長旅の疲れと安心感で、一瞬で眠りに落ちる。
目を覚ました私は宿の旅行者達とほどなく打ち解け、彼らと一緒にメキシコシティの観光名所巡りを行う事になった。
繁華街にあるガリバルディ広場は、メキシコ市民にとって憩いの場所だ。
広場の周辺にはマリアッチ楽団が大勢で待機しており、金を払えば目の前でロマンチックな演奏をしてくれる。
地元の恋人達が曲をリクエストして、マリアッチに囲まれていた。
オープンテラスで旅行者達とテキーラの祝杯を挙げ、私達はマリアッチの演奏をバックに メキシコの夜を満喫した。
次にルチャ・リブレと呼ばれるプロレスショーを見物した。
善玉の覆面レスラーは空中殺法を駆使して、悪役レスラーを退治する。
観客はやんやの大喝采だ。
子供が贔屓のレスラーと同じ覆面を被り、拳を振り上げて応援している。
会場の周囲が治安のあまり良くない場所だったが、プロレスの観客は いかにもメキシコの庶民という人達ばかりだ。
私は彼らの喜怒哀楽といった、生の表情を身近で見ることができて大きな収穫だった。
さらに近郊のティオティワカン遺跡まで足を伸ばした。
ティオティワカンはアステカ文明が残した巨大建造物であり、中でも有名な太陽のピラミッドは、自分の足で頂上まで登ることができる。
「ん?」
ピラミッドの頂上では、10人の男女が手を繋いで、輪になってグルグルと回っていた。
「彼らは一体何をしているのですか」
周囲の人に聞いてみると、 一人の女性があきれ顔で答える。
「UFOを呼んでいるみたいよ」
そういえばメキシコはUFOがよく出現すると聞いたことがあったが、本当にこんな人たちが いるとは・・・
びっくり仰天である。
メキシコの代名詞といえば、なんといっても闘牛だ。
私は念願の闘牛観戦のため、闘牛場プラサ・デ・メヒコに出向く。
闘牛は残酷な見せ物だと眉をひそめる人がいる。
確かに残酷だとは思うが、そう分っていても面白い物は面白い。
闘牛は始めから闘牛士が勝つ事に決まっている。
じっくり前座の人間が何回にも分けて牛の体を刺し、ある程度牛が弱ってきたら トドメを刺す闘牛士の出番となる。

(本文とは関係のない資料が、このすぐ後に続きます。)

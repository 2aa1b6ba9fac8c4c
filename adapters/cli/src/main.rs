#![deny(
    unsafe_code,
    missing_docs,
    dead_code,
    unused_results,
    non_snake_case,
    unreachable_pub
)]

//! Command-line adapter that deals Hex Cascade boards and replays intent scripts.

mod board_transfer;
mod logger;
mod render;
mod script;
mod settings;

use std::{
    fs,
    path::{Path, PathBuf},
};

use anyhow::{anyhow, Context, Result};
use board_transfer::BoardSnapshot;
use clap::{Args, Parser, Subcommand, ValueEnum};
use hex_cascade_core::{Command, Difficulty, Event, GameConfig};
use hex_cascade_system_session::{Session, SessionConfig, Tool};
use hex_cascade_world::{self as world, query, World};
use rand::Rng;
use settings::{Overrides, Settings};

/// Hex Cascade: slide coloured blocks into groups of three on a hex board.
#[derive(Debug, Parser)]
#[command(name = "hex-cascade", version, about, long_about = None)]
struct Cli {
    /// What log level to use
    #[command(flatten)]
    verbose: clap_verbosity_flag::Verbosity,

    /// TOML settings file; flags override its values
    #[arg(long, global = true, value_name = "FILE")]
    config: Option<PathBuf>,

    #[command(subcommand)]
    mode: Mode,
}

#[derive(Debug, Subcommand)]
enum Mode {
    /// Deal a board and print it together with its snapshot string
    Generate {
        #[command(flatten)]
        game: GameArgs,
    },
    /// Replay an intent script against a dealt or imported board
    Play {
        #[command(flatten)]
        game: GameArgs,

        /// Script with one intent per line
        script: PathBuf,

        /// Start from a snapshot string instead of dealing a board
        #[arg(long, value_name = "SNAPSHOT")]
        board: Option<String>,
    },
}

#[derive(Debug, Args)]
struct GameArgs {
    /// Cells per side of the square board
    #[arg(long)]
    size: Option<u32>,

    /// Difficulty tier selecting the colour count
    #[arg(long, value_enum)]
    difficulty: Option<DifficultyArg>,

    /// Force a seed instead of random
    #[arg(short, long)]
    seed: Option<u64>,

    /// Play against the challenge countdown
    #[arg(long)]
    challenge: bool,

    /// Never run out of tools
    #[arg(long)]
    unlimited_tools: bool,

    /// Clear groups of four or more without promoting a special block
    #[arg(long)]
    no_special_blocks: bool,
}

#[derive(Clone, Copy, Debug, ValueEnum)]
enum DifficultyArg {
    Easy,
    Medium,
    Hard,
}

impl From<DifficultyArg> for Difficulty {
    fn from(value: DifficultyArg) -> Self {
        match value {
            DifficultyArg::Easy => Self::Easy,
            DifficultyArg::Medium => Self::Medium,
            DifficultyArg::Hard => Self::Hard,
        }
    }
}

impl GameArgs {
    fn overrides(&self) -> Overrides {
        Overrides {
            size: self.size,
            difficulty: self.difficulty.map(Difficulty::from),
            seed: self.seed,
            challenge: self.challenge,
            unlimited_tools: self.unlimited_tools,
            no_special_blocks: self.no_special_blocks,
        }
    }
}

/// Entry point for the Hex Cascade command-line interface.
fn main() -> Result<()> {
    let cli = Cli::parse();
    if let Some(level) = cli.verbose.log_level() {
        logger::init_with_level(level).map_err(|error| anyhow!("failed to install logger: {error}"))?;
    }

    let settings = match &cli.config {
        Some(path) => Settings::load(path)?,
        None => Settings::default(),
    };

    match cli.mode {
        Mode::Generate { game } => {
            let (config, session) = resolve(&settings, &game)?;
            generate(config, session)
        }
        Mode::Play {
            game,
            script,
            board,
        } => {
            let (config, session) = resolve(&settings, &game)?;
            play(config, session, &script, board.as_deref())
        }
    }
}

fn resolve(settings: &Settings, game: &GameArgs) -> Result<(GameConfig, SessionConfig)> {
    let fallback_seed = rand::thread_rng().gen();
    let (config, session) = settings.resolve(game.overrides(), fallback_seed)?;
    log::info!("seed: {}", config.seed());
    Ok((config, session))
}

fn generate(config: GameConfig, session_config: SessionConfig) -> Result<()> {
    let mut world = World::new();
    let mut session = Session::new(session_config);
    let mut events = Vec::new();
    world::apply(&mut world, Command::NewGame { config }, &mut events);
    session.handle(&events, query::board(&world), query::is_settled(&world));

    print_events(None, &events);
    print_summary(&world, &session)
}

fn play(
    config: GameConfig,
    session_config: SessionConfig,
    script_path: &Path,
    snapshot: Option<&str>,
) -> Result<()> {
    let source = fs::read_to_string(script_path)
        .with_context(|| format!("failed to read script {}", script_path.display()))?;
    let steps = script::parse(&source)
        .with_context(|| format!("invalid script {}", script_path.display()))?;

    let mut world = World::new();
    let mut session = Session::new(session_config);
    let mut events = Vec::new();
    world::apply(&mut world, Command::NewGame { config }, &mut events);
    if let Some(encoded) = snapshot {
        let board = BoardSnapshot::decode(encoded)
            .and_then(BoardSnapshot::into_board)
            .context("failed to import board snapshot")?;
        world::apply(&mut world, Command::LoadBoard { board }, &mut events);
    }
    session.handle(&events, query::board(&world), query::is_settled(&world));
    print_events(None, &events);

    for step in steps {
        if let Err(refusal) = session.admit(&step.command) {
            println!("line {}: refused: {refusal}", step.line);
            continue;
        }
        events.clear();
        world::apply(&mut world, step.command, &mut events);
        session.handle(&events, query::board(&world), query::is_settled(&world));
        print_events(Some(step.line), &events);
    }

    print_summary(&world, &session)
}

fn print_events(line: Option<usize>, events: &[Event]) {
    for event in events {
        match line {
            Some(line) => println!("line {line}: {}", render::event(event)),
            None => println!("{}", render::event(event)),
        }
    }
}

fn print_summary(world: &World, session: &Session) -> Result<()> {
    println!("clock: {}ms", query::clock(world).as_millis());
    println!("score: {}", session.score());
    let stock: Vec<String> = Tool::ALL
        .iter()
        .map(|tool| {
            let name = format!("{tool:?}").to_lowercase();
            match session.stock(*tool) {
                Some(left) => format!("{name} {left}"),
                None => format!("{name} unlimited"),
            }
        })
        .collect();
    println!("tools: {}", stock.join(", "));
    if let Some(remaining) = session.remaining() {
        println!("time left: {}ms", remaining.as_millis());
    }
    if let Some(reason) = session.game_over() {
        println!("game over: {reason:?}");
    }

    let board = query::board(world);
    print!("{}", render::board(board));
    println!("legend: {}", render::legend(board));
    let snapshot = BoardSnapshot::capture(board)
        .encode()
        .context("failed to encode board snapshot")?;
    println!("snapshot: {snapshot}");
    Ok(())
}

血まみれになり興奮した牛は、死の瞬間まで猛った角を闘牛士に向け突き進んでいく。
「オーレ!」「オーレ!」
大合唱が闘牛場に鳴り響く。
クライマックスに向け、観客のボルテージが上がっていく。
やがて闘牛士の一刺しで牛は力尽き、場内は万雷の拍手。
拍手が闘牛士に向けられているのか、死んだ牛に向けられていたのかは わからなかった。
おそらく、両方だったのだろう。
ところが、闘牛には思わぬ番狂わせがある。
闘牛士が向かってくる牛を避けきれずに、角で突き上げられて空を舞ったあと、無残に地面に叩き落とされ醜態を晒している。
きっと実力不足だったのだろう。
ハプニングが発生して、どよめく場内。
闘牛士が最後のトドメを刺しきれず、走って牛から逃げ回る光景もあった。
「あーっはははは!」
見ていて、こんな瞬間が実に痛快だった。
メキシコシティは見所が満載で、飽きることがない。
街は毎日が祝祭日のような賑やかさだ。
それに加えて人は情が厚いし、物価も安い。
屋台のタコスは抜群のおいしさだ。
インドのように露骨に人を騙す輩も見かけない。
「VIVA! MEXICO」
バンコクで出会った旅行者の助言に従い、メキシコに来てよかった。
ここで旅を終えても心残りはない、と思った。